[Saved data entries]
****

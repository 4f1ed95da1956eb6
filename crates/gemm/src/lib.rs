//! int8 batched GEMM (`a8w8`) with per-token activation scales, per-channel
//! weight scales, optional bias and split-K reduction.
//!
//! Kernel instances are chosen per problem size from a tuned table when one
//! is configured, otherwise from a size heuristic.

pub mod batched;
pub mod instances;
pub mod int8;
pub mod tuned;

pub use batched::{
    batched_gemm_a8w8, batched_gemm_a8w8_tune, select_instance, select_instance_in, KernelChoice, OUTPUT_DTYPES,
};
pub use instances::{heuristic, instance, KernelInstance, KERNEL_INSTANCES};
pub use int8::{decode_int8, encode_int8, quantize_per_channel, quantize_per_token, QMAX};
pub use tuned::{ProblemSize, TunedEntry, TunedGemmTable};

****

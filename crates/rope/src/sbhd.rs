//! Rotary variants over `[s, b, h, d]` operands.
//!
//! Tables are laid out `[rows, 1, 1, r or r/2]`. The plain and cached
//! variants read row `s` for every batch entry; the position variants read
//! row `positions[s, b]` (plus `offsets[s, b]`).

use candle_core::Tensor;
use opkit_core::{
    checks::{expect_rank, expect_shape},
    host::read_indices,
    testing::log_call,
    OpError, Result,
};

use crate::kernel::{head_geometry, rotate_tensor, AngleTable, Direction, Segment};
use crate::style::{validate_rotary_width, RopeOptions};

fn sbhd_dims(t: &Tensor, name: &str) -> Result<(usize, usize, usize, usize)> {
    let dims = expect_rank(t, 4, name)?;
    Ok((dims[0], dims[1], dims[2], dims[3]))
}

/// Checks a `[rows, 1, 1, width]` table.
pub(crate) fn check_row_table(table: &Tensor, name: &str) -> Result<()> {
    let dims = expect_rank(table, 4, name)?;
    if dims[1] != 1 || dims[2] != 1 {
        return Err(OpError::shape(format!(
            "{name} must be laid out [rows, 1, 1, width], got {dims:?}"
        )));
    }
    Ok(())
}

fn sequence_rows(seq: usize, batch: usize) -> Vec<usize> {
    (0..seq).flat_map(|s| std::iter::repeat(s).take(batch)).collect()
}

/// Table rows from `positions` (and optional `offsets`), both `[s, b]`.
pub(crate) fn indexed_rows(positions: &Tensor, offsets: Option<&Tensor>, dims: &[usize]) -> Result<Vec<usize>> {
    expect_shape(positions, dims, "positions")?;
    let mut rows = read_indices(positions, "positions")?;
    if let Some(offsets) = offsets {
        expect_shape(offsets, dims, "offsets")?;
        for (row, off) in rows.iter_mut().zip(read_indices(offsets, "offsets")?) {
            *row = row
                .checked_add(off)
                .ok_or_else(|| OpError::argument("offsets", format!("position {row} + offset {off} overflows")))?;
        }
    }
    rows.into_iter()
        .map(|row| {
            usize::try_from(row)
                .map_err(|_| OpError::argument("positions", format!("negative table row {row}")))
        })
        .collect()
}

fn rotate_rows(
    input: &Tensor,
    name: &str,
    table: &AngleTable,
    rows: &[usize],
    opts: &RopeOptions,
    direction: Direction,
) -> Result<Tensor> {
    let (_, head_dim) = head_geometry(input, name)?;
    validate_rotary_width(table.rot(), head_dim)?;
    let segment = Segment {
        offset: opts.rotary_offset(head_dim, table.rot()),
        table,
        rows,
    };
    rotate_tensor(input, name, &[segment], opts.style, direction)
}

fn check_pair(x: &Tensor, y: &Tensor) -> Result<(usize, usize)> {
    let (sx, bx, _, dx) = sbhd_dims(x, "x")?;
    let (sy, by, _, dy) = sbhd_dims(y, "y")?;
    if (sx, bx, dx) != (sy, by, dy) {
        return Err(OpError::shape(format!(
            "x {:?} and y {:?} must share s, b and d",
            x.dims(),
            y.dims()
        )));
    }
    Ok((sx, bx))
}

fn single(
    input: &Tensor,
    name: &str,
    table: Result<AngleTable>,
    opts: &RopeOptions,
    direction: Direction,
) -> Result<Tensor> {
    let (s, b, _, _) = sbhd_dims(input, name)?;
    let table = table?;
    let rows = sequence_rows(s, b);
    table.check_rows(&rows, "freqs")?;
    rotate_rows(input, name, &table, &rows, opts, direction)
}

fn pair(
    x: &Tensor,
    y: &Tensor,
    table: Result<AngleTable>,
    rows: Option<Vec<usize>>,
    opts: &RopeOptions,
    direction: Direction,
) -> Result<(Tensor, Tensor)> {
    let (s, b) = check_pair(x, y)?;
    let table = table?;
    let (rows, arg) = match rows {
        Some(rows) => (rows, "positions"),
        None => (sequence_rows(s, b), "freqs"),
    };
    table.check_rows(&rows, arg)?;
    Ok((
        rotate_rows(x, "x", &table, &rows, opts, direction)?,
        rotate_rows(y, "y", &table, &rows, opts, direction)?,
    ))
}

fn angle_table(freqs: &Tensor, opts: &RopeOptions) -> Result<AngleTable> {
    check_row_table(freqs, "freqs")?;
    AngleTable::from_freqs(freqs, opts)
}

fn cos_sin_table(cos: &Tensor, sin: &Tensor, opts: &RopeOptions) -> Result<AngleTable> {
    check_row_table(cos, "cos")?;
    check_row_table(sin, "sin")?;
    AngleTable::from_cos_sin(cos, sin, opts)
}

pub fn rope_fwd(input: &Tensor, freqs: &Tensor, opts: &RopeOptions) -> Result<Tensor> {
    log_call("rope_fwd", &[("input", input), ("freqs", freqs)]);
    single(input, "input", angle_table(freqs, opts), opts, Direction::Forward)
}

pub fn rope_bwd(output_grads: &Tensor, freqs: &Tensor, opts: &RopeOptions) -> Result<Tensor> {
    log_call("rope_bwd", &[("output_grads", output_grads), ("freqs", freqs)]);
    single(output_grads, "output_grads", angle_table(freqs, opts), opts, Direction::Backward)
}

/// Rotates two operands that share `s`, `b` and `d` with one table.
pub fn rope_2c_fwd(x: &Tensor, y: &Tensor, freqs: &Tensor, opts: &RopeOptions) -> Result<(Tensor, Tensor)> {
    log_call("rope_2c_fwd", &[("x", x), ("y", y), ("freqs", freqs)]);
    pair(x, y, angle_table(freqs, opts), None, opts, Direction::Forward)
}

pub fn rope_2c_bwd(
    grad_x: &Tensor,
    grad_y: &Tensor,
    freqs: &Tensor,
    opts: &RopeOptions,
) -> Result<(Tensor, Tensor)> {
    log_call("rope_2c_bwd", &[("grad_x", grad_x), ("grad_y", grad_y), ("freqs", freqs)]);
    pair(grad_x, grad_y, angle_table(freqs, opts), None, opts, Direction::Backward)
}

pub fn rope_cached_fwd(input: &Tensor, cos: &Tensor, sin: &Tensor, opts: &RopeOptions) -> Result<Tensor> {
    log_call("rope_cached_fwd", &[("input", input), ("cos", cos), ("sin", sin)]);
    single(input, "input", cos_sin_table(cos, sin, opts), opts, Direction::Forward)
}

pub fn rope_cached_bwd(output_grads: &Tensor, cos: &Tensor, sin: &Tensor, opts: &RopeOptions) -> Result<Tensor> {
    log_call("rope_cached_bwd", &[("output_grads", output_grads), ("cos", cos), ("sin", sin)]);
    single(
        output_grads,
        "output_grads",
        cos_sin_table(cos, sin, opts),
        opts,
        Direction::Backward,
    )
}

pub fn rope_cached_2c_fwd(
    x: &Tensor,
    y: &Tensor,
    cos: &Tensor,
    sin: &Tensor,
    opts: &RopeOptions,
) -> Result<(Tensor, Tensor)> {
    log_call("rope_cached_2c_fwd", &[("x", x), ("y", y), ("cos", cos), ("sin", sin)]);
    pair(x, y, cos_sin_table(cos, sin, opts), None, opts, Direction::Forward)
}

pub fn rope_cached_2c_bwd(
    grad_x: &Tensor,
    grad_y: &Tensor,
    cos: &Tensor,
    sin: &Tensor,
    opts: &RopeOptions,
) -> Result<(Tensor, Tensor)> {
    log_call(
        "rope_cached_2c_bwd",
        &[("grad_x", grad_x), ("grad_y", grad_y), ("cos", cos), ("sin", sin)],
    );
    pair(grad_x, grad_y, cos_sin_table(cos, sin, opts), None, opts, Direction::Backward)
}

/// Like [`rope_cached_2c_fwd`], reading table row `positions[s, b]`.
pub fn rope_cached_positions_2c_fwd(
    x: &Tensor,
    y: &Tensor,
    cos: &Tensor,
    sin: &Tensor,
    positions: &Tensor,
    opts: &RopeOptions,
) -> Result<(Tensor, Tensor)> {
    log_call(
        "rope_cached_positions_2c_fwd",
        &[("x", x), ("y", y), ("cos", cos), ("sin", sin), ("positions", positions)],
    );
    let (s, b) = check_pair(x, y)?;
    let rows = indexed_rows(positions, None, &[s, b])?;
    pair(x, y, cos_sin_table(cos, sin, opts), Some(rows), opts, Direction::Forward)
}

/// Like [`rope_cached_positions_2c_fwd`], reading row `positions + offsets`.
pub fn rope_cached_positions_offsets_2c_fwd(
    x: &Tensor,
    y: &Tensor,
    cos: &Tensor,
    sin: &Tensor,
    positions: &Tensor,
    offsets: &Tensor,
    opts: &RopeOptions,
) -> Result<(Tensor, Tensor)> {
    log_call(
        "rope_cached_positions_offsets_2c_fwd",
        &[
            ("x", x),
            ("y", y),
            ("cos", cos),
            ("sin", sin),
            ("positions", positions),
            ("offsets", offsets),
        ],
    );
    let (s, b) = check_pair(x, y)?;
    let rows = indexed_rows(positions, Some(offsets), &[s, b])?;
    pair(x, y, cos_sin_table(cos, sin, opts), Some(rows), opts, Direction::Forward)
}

****

◆ Task requirements:
Show every line of the records above that contains the word "tuned".

◆ Exercise output:
//! Kernel instances are chosen per problem size from a tuned table when one
pub mod tuned;
pub use tuned::{ProblemSize, TunedEntry, TunedGemmTable};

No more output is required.